### Records to use ###

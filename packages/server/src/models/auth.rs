use serde::Deserialize;

use crate::models::form::{
    FieldErrors, FieldKind, FieldView, FormView, REQUIRED, Widget, add_error,
};

/// Body of the signup form.
#[derive(Debug, Default, Deserialize)]
pub struct SignupForm {
    #[serde(default)]
    pub username: String,
    #[serde(default)]
    pub password1: String,
    #[serde(default)]
    pub password2: String,
}

impl SignupForm {
    pub fn validate(&self) -> Result<(), FieldErrors> {
        let mut errors = FieldErrors::new();

        let username = self.username.trim();
        if username.is_empty() {
            add_error(&mut errors, "username", REQUIRED);
        } else if username.chars().count() > 150 {
            add_error(
                &mut errors,
                "username",
                "Ensure this value has at most 150 characters.",
            );
        } else if !username
            .chars()
            .all(|c| c.is_alphanumeric() || matches!(c, '@' | '.' | '+' | '-' | '_'))
        {
            add_error(
                &mut errors,
                "username",
                "Enter a valid username. This value may contain only letters, numbers, and @/./+/-/_ characters.",
            );
        }

        if self.password1.is_empty() {
            add_error(&mut errors, "password1", REQUIRED);
        } else if !(8..=128).contains(&self.password1.chars().count()) {
            add_error(&mut errors, "password1", "Password must be 8-128 characters.");
        }

        if self.password2.is_empty() {
            add_error(&mut errors, "password2", REQUIRED);
        } else if self.password1 != self.password2 {
            add_error(
                &mut errors,
                "password2",
                "The two password fields didn't match.",
            );
        }

        if errors.is_empty() { Ok(()) } else { Err(errors) }
    }
}

pub fn signup_form(username: Option<String>) -> FormView {
    FormView::new(vec![
        FieldView::new("username", "Username", FieldKind::CharField, Widget::TextInput)
            .required()
            .help("Letters, digits and @/./+/-/_ only.")
            .value(username),
        FieldView::new("password1", "Password", FieldKind::CharField, Widget::PasswordInput)
            .required(),
        FieldView::new(
            "password2",
            "Password confirmation",
            FieldKind::CharField,
            Widget::PasswordInput,
        )
        .required(),
    ])
}

/// Body of the login form.
#[derive(Debug, Default, Deserialize)]
pub struct LoginForm {
    #[serde(default)]
    pub username: String,
    #[serde(default)]
    pub password: String,
    pub next: Option<String>,
}

impl LoginForm {
    pub fn validate(&self) -> Result<(), FieldErrors> {
        let mut errors = FieldErrors::new();
        if self.username.trim().is_empty() {
            add_error(&mut errors, "username", REQUIRED);
        }
        if self.password.is_empty() {
            add_error(&mut errors, "password", REQUIRED);
        }
        if errors.is_empty() { Ok(()) } else { Err(errors) }
    }
}

pub fn login_form(username: Option<String>) -> FormView {
    FormView::new(vec![
        FieldView::new("username", "Username", FieldKind::CharField, Widget::TextInput)
            .required()
            .value(username),
        FieldView::new("password", "Password", FieldKind::CharField, Widget::PasswordInput)
            .required(),
    ])
}
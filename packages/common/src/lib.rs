pub mod storage;

pub use storage::{FilesystemMediaStore, MediaStore, StorageError};
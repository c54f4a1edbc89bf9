use std::collections::{HashMap, HashSet};

use sea_orm::*;

use crate::entity::{comment, group, post, user};
use crate::error::AppError;
use crate::models::comment::CommentView;
use crate::models::post::{GroupView, PostView, UserView};
use crate::models::shared::{PageObj, num_pages, resolve_page};
use crate::utils::redirect::encode_next;

/// Parse a post id path segment; anything that is not a number is a 404.
pub fn parse_post_id(raw: &str) -> Result<i32, AppError> {
    raw.parse::<i32>()
        .map_err(|_| AppError::NotFound(format!("/posts/{raw}/")))
}

pub fn post_url(id: i32) -> String {
    format!("/posts/{id}/")
}

/// Profile URL, percent-encoded so it is always a valid `Location`.
pub fn profile_url(username: &str) -> String {
    encode_next(&format!("/profile/{username}/"))
}

pub async fn find_post<C: ConnectionTrait>(db: &C, id: i32) -> Result<post::Model, AppError> {
    post::Entity::find_by_id(id)
        .one(db)
        .await?
        .ok_or_else(|| AppError::NotFound(post_url(id)))
}

pub async fn find_user_by_username<C: ConnectionTrait>(
    db: &C,
    username: &str,
) -> Result<user::Model, AppError> {
    user::Entity::find()
        .filter(user::Column::Username.eq(username))
        .one(db)
        .await?
        .ok_or_else(|| AppError::NotFound(format!("/profile/{username}/")))
}

/// All groups, ordered by title, as form choices.
pub async fn all_groups<C: ConnectionTrait>(db: &C) -> Result<Vec<GroupView>, DbErr> {
    let groups = group::Entity::find()
        .order_by_asc(group::Column::Title)
        .order_by_asc(group::Column::Id)
        .all(db)
        .await?;
    Ok(groups.iter().map(GroupView::from).collect())
}

pub async fn count_posts_by<C: ConnectionTrait>(db: &C, author_id: i32) -> Result<u64, DbErr> {
    post::Entity::find()
        .filter(post::Column::AuthorId.eq(author_id))
        .count(db)
        .await
}

/// Load one page of `select`, newest first.
pub async fn post_page<C: ConnectionTrait>(
    db: &C,
    select: Select<post::Entity>,
    raw_page: Option<&str>,
    per_page: u64,
) -> Result<PageObj<PostView>, DbErr> {
    let per_page = Ord::max(per_page, 1);
    let count = select.clone().paginate(db, per_page).num_items().await?;
    let num_pages = num_pages(count, per_page);
    let number = resolve_page(raw_page, num_pages);

    let posts = select
        .order_by_desc(post::Column::PubDate)
        .order_by_desc(post::Column::Id)
        .offset(Some((number - 1) * per_page))
        .limit(Some(per_page))
        .all(db)
        .await?;

    let object_list = to_post_views(db, posts).await?;
    Ok(PageObj::new(number, num_pages, count, object_list))
}

async fn users_by_id<C: ConnectionTrait>(
    db: &C,
    ids: HashSet<i32>,
) -> Result<HashMap<i32, UserView>, DbErr> {
    if ids.is_empty() {
        return Ok(HashMap::new());
    }
    let users = user::Entity::find()
        .filter(user::Column::Id.is_in(ids))
        .all(db)
        .await?;
    Ok(users.iter().map(|u| (u.id, UserView::from(u))).collect())
}

/// Resolve authors and groups of `posts` with one query each.
pub async fn to_post_views<C: ConnectionTrait>(
    db: &C,
    posts: Vec<post::Model>,
) -> Result<Vec<PostView>, DbErr> {
    let authors = users_by_id(db, posts.iter().map(|p| p.author_id).collect()).await?;

    let group_ids: HashSet<i32> = posts.iter().filter_map(|p| p.group_id).collect();
    let groups: HashMap<i32, GroupView> = if group_ids.is_empty() {
        HashMap::new()
    } else {
        group::Entity::find()
            .filter(group::Column::Id.is_in(group_ids))
            .all(db)
            .await?
            .iter()
            .map(|g| (g.id, GroupView::from(g)))
            .collect()
    };

    posts
        .into_iter()
        .map(|p| {
            let author = authors
                .get(&p.author_id)
                .cloned()
                .ok_or_else(|| DbErr::RecordNotFound(format!("author {} of post {}", p.author_id, p.id)))?;
            let group = p.group_id.and_then(|id| groups.get(&id).cloned());
            Ok(PostView::new(p, author, group))
        })
        .collect()
}

pub async fn to_post_view<C: ConnectionTrait>(db: &C, post: post::Model) -> Result<PostView, DbErr> {
    to_post_views(db, vec![post])
        .await?
        .pop()
        .ok_or_else(|| DbErr::RecordNotFound("post".into()))
}

/// Comments of a post, oldest first.
pub async fn post_comments<C: ConnectionTrait>(
    db: &C,
    post_id: i32,
) -> Result<Vec<CommentView>, DbErr> {
    let comments = comment::Entity::find()
        .filter(comment::Column::PostId.eq(post_id))
        .order_by_asc(comment::Column::Created)
        .order_by_asc(comment::Column::Id)
        .all(db)
        .await?;

    let authors = users_by_id(db, comments.iter().map(|c| c.author_id).collect()).await?;

    comments
        .into_iter()
        .map(|c| {
            let author = authors
                .get(&c.author_id)
                .cloned()
                .ok_or_else(|| DbErr::RecordNotFound(format!("author {} of comment {}", c.author_id, c.id)))?;
            Ok(CommentView::new(c, author))
        })
        .collect()
}
use axum::http::{StatusCode, Uri};
use tracing::instrument;

use crate::extractors::auth::MaybeUser;
use crate::templates::errors::NotFoundPage;
use crate::templates::{Format, Page};

/// Fallback for every unknown URL.
#[instrument(skip(viewer, format))]
pub async fn not_found(MaybeUser(viewer): MaybeUser, format: Format, uri: Uri) -> Page<NotFoundPage> {
    Page::new(
        format,
        NotFoundPage {
            path: uri.path().to_string(),
        },
    )
    .status(StatusCode::NOT_FOUND)
    .viewer(viewer.as_ref())
}
use sea_orm::entity::prelude::*;
use serde::{Deserialize, Serialize};

#[sea_orm::model]
#[derive(Clone, Debug, PartialEq, Eq, DeriveEntityModel, Serialize, Deserialize)]
#[sea_orm(table_name = "group")]
pub struct Model {
    #[sea_orm(primary_key)]
    pub id: i32,

    pub title: String,
    #[sea_orm(unique)]
    pub slug: String,
    pub description: String,

    #[sea_orm(has_many)]
    pub posts: HasMany<super::post::Entity>,
}

impl ActiveModelBehavior for ActiveModel {}
use crate::common::{TestApp, routes};

#[tokio::test]
async fn public_pages_render_their_templates() {
    let app = TestApp::spawn().await;
    let author = app.create_user("auth").await;
    let group = app.create_group("Test group", "test-slug").await;
    let post = app.create_post(&author, "Test post", Some(group.id)).await;

    let pages = [
        (routes::INDEX.to_string(), "posts/index.html"),
        (routes::group(&group.slug), "posts/group_list.html"),
        (routes::profile(&author.username), "posts/profile.html"),
        (routes::post(post.id), "posts/post_detail.html"),
        (routes::ABOUT_AUTHOR.to_string(), "about/author.html"),
        (routes::ABOUT_TECH.to_string(), "about/tech.html"),
        (routes::SIGNUP.to_string(), "users/signup.html"),
        (routes::LOGIN.to_string(), "users/login.html"),
    ];

    for (path, template) in pages {
        let res = app.get(&path, None).await;
        assert_eq!(res.status, 200, "{path}: {}", res.text);
        assert_eq!(res.template.as_deref(), Some(template), "{path}");
    }
}

#[tokio::test]
async fn author_pages_render_for_logged_in_users() {
    let app = TestApp::spawn().await;
    let author = app.create_user("auth").await;
    let post = app.create_post(&author, "Test post", None).await;

    let pages = [
        (routes::CREATE.to_string(), "posts/create_post.html"),
        (routes::post_edit(post.id), "posts/create_post.html"),
        (routes::FOLLOW_INDEX.to_string(), "posts/follow.html"),
    ];

    for (path, template) in pages {
        let res = app.get(&path, Some(&author.token)).await;
        assert_eq!(res.status, 200, "{path}: {}", res.text);
        assert_eq!(res.template.as_deref(), Some(template), "{path}");
    }
}

#[tokio::test]
async fn anonymous_users_are_sent_to_login() {
    let app = TestApp::spawn().await;
    let author = app.create_user("auth").await;
    let post = app.create_post(&author, "Test post", None).await;

    for path in [
        routes::CREATE.to_string(),
        routes::post_edit(post.id),
        routes::comment(post.id),
        routes::FOLLOW_INDEX.to_string(),
        routes::follow(&author.username),
        routes::unfollow(&author.username),
    ] {
        let res = app.get(&path, None).await;
        assert_eq!(res.status, 302, "{path}");
        assert_eq!(res.location, Some(routes::login_next(&path)), "{path}");
    }
}

#[tokio::test]
async fn login_redirect_keeps_the_query_string() {
    let app = TestApp::spawn().await;

    let res = app.get("/follow/?page=2", None).await;

    assert_eq!(res.status, 302);
    assert_eq!(
        res.location.as_deref(),
        Some("/auth/login/?next=/follow/%3Fpage%3D2")
    );
}

#[tokio::test]
async fn edit_by_non_author_redirects_to_post() {
    let app = TestApp::spawn().await;
    let author = app.create_user("auth").await;
    let other = app.create_user("not_author").await;
    let post = app.create_post(&author, "Test post", None).await;

    let res = app.get(&routes::post_edit(post.id), Some(&other.token)).await;

    assert_eq!(res.status, 302);
    assert_eq!(res.location, Some(routes::post(post.id)));
}

#[tokio::test]
async fn unknown_pages_use_custom_404() {
    let app = TestApp::spawn().await;

    for path in [
        "/unexisting_page/",
        "/group/no-such-group/",
        "/profile/nobody/",
        "/posts/999/",
        "/posts/abc/",
    ] {
        let res = app.get(path, None).await;
        assert_eq!(res.status, 404, "{path}");
        assert_eq!(res.template.as_deref(), Some("core/404.html"), "{path}");
    }
}

#[tokio::test]
async fn not_found_pages_answer_with_json_on_request() {
    let app = TestApp::spawn().await;

    for path in ["/unexisting_page/", "/group/no-such-group/", "/posts/999/"] {
        let res = app.get_json(path, None).await;
        assert_eq!(res.status, 404, "{path}");
        assert_eq!(res.body["template"], "core/404.html", "{path}");
        assert_eq!(res.context()["path"], path, "{path}");
    }
}

#[tokio::test]
async fn pages_answer_with_json_context_on_request() {
    let app = TestApp::spawn().await;

    let res = app.get_json(routes::INDEX, None).await;

    assert_eq!(res.status, 200);
    assert_eq!(res.body["template"], "posts/index.html");
    assert!(res.context()["page_obj"].is_object());
}
use std::sync::Arc;

use common::MediaStore;
use sea_orm::DatabaseConnection;

use crate::cache::PageCache;
use crate::config::AppConfig;

#[derive(Clone)]
pub struct AppState {
    pub db: DatabaseConnection,
    pub config: AppConfig,
    pub media: Arc<dyn MediaStore>,
    pub cache: PageCache,
}

impl AppState {
    /// Called after every successful write that changes what pages show.
    pub fn after_write(&self) {
        if self.config.cache.clear_on_write {
            self.cache.clear();
        }
    }
}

###

> What needs to be done
Restate word for word the entries above, starting at the line with "let res = app.get(path, None).await;" and ending at the line with "what pages show.", inclusive, and no others.

> Expected answer
        let res = app.get(path, None).await;
        assert_eq!(res.status, 404, "{path}");
        assert_eq!(res.template.as_deref(), Some("core/404.html"), "{path}");
    }
}

#[tokio::test]
async fn not_found_pages_answer_with_json_on_request() {
    let app = TestApp::spawn().await;

    for path in ["/unexisting_page/", "/group/no-such-group/", "/posts/999/"] {
        let res = app.get_json(path, None).await;
        assert_eq!(res.status, 404, "{path}");
        assert_eq!(res.body["template"], "core/404.html", "{path}");
        assert_eq!(res.context()["path"], path, "{path}");
    }
}

#[tokio::test]
async fn pages_answer_with_json_context_on_request() {
    let app = TestApp::spawn().await;

    let res = app.get_json(routes::INDEX, None).await;

    assert_eq!(res.status, 200);
    assert_eq!(res.body["template"], "posts/index.html");
    assert!(res.context()["page_obj"].is_object());
}
use std::sync::Arc;

use common::MediaStore;
use sea_orm::DatabaseConnection;

use crate::cache::PageCache;
use crate::config::AppConfig;

#[derive(Clone)]
pub struct AppState {
    pub db: DatabaseConnection,
    pub config: AppConfig,
    pub media: Arc<dyn MediaStore>,
    pub cache: PageCache,
}

impl AppState {
    /// Called after every successful write that changes what pages show.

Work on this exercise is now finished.